Alpha thalassemia is caused by mutations in the alpha chain of the hemoglobin molecule. Normally, there are two alpha chain genes located on each #16 chromosome, for a total of 4. The alpha chain is an important component of fetal hemoglobin (which is usually made before birth) and hemoglobin A and hemoglobin A2 (which are present after birth). How these genes are altered determines the specific type of alpha thalassemia in a child:
- Alpha thalassemia major (also called Hb Bart syndrome). With this disorder, all four alpha chain genes are deleted. Alpha thalassemia major develops before birth and results in hydrops fetalis, a condition in which the body has excess fluid. The fetus can also have other problems including severe anemia, enlargement of the liver and spleen (hepatosplenomegaly), and defects in the heart, urinary system, or genitals. Most babies with hydrops fetalis due to alpha thalassemia major die during pregnancy or soon after birth. The mother can have pregnancy complications including preeclampsia (high blood pressure), bleeding problems, and preterm delivery.
- Hemoglobin H disease.

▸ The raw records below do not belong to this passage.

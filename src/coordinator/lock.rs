//! Global sleep lock
//!
//! One mutex guards the coordinator's bookkeeping: the `held` flag, the
//! state being entered, the autosleep target and the `pm_test` level. The
//! mutex is never held across a transition. Instead `held` stays set for
//! the whole transition, so a second request sees a non-idle coordinator
//! and fails with `Busy` instead of queueing behind the first.

use std::sync::{Mutex, MutexGuard, PoisonError};

use crate::autosleep::AutosleepState;
use crate::errors::{PmError, PmResult};
use crate::state::{SleepState, TestLevel};

/// Bookkeeping protected by the lock's mutex.
#[derive(Debug, Default)]
pub struct LockState {
    held: bool,
    current: SleepState,
    pub autosleep: AutosleepState,
    pub test_level: TestLevel,
}

/// The one system-wide gate for sleep transitions.
#[derive(Debug, Default)]
pub struct SleepLock {
    inner: Mutex<LockState>,
}

impl SleepLock {
    pub fn new() -> Self {
        Self::default()
    }

    /// Short bookkeeping access. Never blocks behind a transition.
    pub fn state(&self) -> MutexGuard<'_, LockState> {
        self.inner.lock().unwrap_or_else(PoisonError::into_inner)
    }

    /// Claim the coordinator for one transition.
    ///
    /// Fails with `Busy` if another transition holds it. The returned guard
    /// carries the autosleep target observed at acquisition.
    pub fn acquire(&self) -> PmResult<TransitionGuard<'_>> {
        let mut state = self.state();
        if state.held || state.current != SleepState::On {
            return Err(PmError::Busy);
        }
        state.held = true;
        Ok(TransitionGuard {
            lock: self,
            autosleep_target: state.autosleep.target(),
            test_level: state.test_level,
        })
    }

    /// State being entered, `On` when idle. Unsynchronized snapshot for
    /// display purposes.
    pub fn current_state(&self) -> SleepState {
        self.state().current
    }

    pub fn is_held(&self) -> bool {
        self.state().held
    }
}

/// Exclusive claim on the coordinator; releases on drop.
#[derive(Debug)]
pub struct TransitionGuard<'a> {
    lock: &'a SleepLock,
    autosleep_target: SleepState,
    test_level: TestLevel,
}

impl TransitionGuard<'_> {
    /// Record the state being entered.
    pub fn enter(&self, state: SleepState) {
        self.lock.state().current = state;
    }

    /// Autosleep target at the moment the lock was acquired.
    pub fn autosleep_target(&self) -> SleepState {
        self.autosleep_target
    }

    /// `pm_test` level at the moment the lock was acquired.
    pub fn test_level(&self) -> TestLevel {
        self.test_level
    }
}

impl Drop for TransitionGuard<'_> {
    fn drop(&mut self) {
        let mut state = self.lock.state();
        state.current = SleepState::On;
        state.held = false;
    }
}

#[cfg(test)]
mod tests {
    use super::*;
    use crate::state::Decoded;

    #[test]
    fn test_acquire_release() {
        let lock = SleepLock::new();
        {
            let guard = lock.acquire().unwrap();
            assert!(lock.is_held());
            guard.enter(SleepState::Mem);
            assert_eq!(lock.current_state(), SleepState::Mem);
        }
        assert!(!lock.is_held());
        assert_eq!(lock.current_state(), SleepState::On);
    }

    #[test]
    fn test_second_acquire_is_busy() {
        let lock = SleepLock::new();
        let _guard = lock.acquire().unwrap();
        assert_eq!(lock.acquire().unwrap_err(), PmError::Busy);
    }

    #[test]
    fn test_held_before_state_recorded_is_busy() {
        let lock = SleepLock::new();
        let _guard = lock.acquire().unwrap();
        assert_eq!(lock.current_state(), SleepState::On);
        assert!(lock.acquire().is_err());
    }

    #[test]
    fn test_guard_captures_autosleep_and_test_level() {
        let lock = SleepLock::new();
        {
            let mut state = lock.state();
            state.autosleep.set(Decoded::Sleep(SleepState::Mem)).unwrap();
            state.test_level = TestLevel::Devices;
        }
        let guard = lock.acquire().unwrap();
        assert_eq!(guard.autosleep_target(), SleepState::Mem);
        assert_eq!(guard.test_level(), TestLevel::Devices);
    }

    #[test]
    fn test_release_on_panic_unwind() {
        let lock = std::sync::Arc::new(SleepLock::new());
        let inner = std::sync::Arc::clone(&lock);
        let result = std::thread::spawn(move || {
            let guard = inner.acquire().unwrap();
            guard.enter(SleepState::Freeze);
            panic!("engine exploded");
        })
        .join();
        assert!(result.is_err());
        assert!(!lock.is_held());
        assert!(lock.acquire().is_ok());
    }
}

Three alpha chain genes are deleted. Hemoglobin H disease occurs when a person has only one functioning alpha chain gene, resulting in a hemolytic anemia that can worsen with febrile illness or exposure to certain drugs, chemicals, or infectious agents. People with hemoglobin H disease are at increased risk to have a child with alpha thalassemia major, since they carry one #16 chromosome with an alpha chain two gene deletion (cis deletion).
- Alpha thalassemia carrier. Two alpha chain genes are deleted, either:
- Both from the same #16 chromosome, called a cis deletion
- One from each #16 chromosomes, called a trans deletion
- Silent alpha thalassemia carrier. One alpha chain gene is deleted (the other three are normal). Blood tests are usually normal, and the only way to confirm a silent carrier is by DNA studies.
When both parents are carriers of the cis deletion, there is a one in four, or 25 percent, chance with each pregnancy, to have a baby with alpha thalassemia major. A common hemoglobin test, hemoglobin electrophoresis, cannot diagnose alpha thalassemia. Carriers of the cis deletion versus the trans deletion can be distinguished by DNA analysis only. DNA testing is usually done from a blood sample to look at the alpha chain genes on each #16 chromosome to determine which genes are deleted.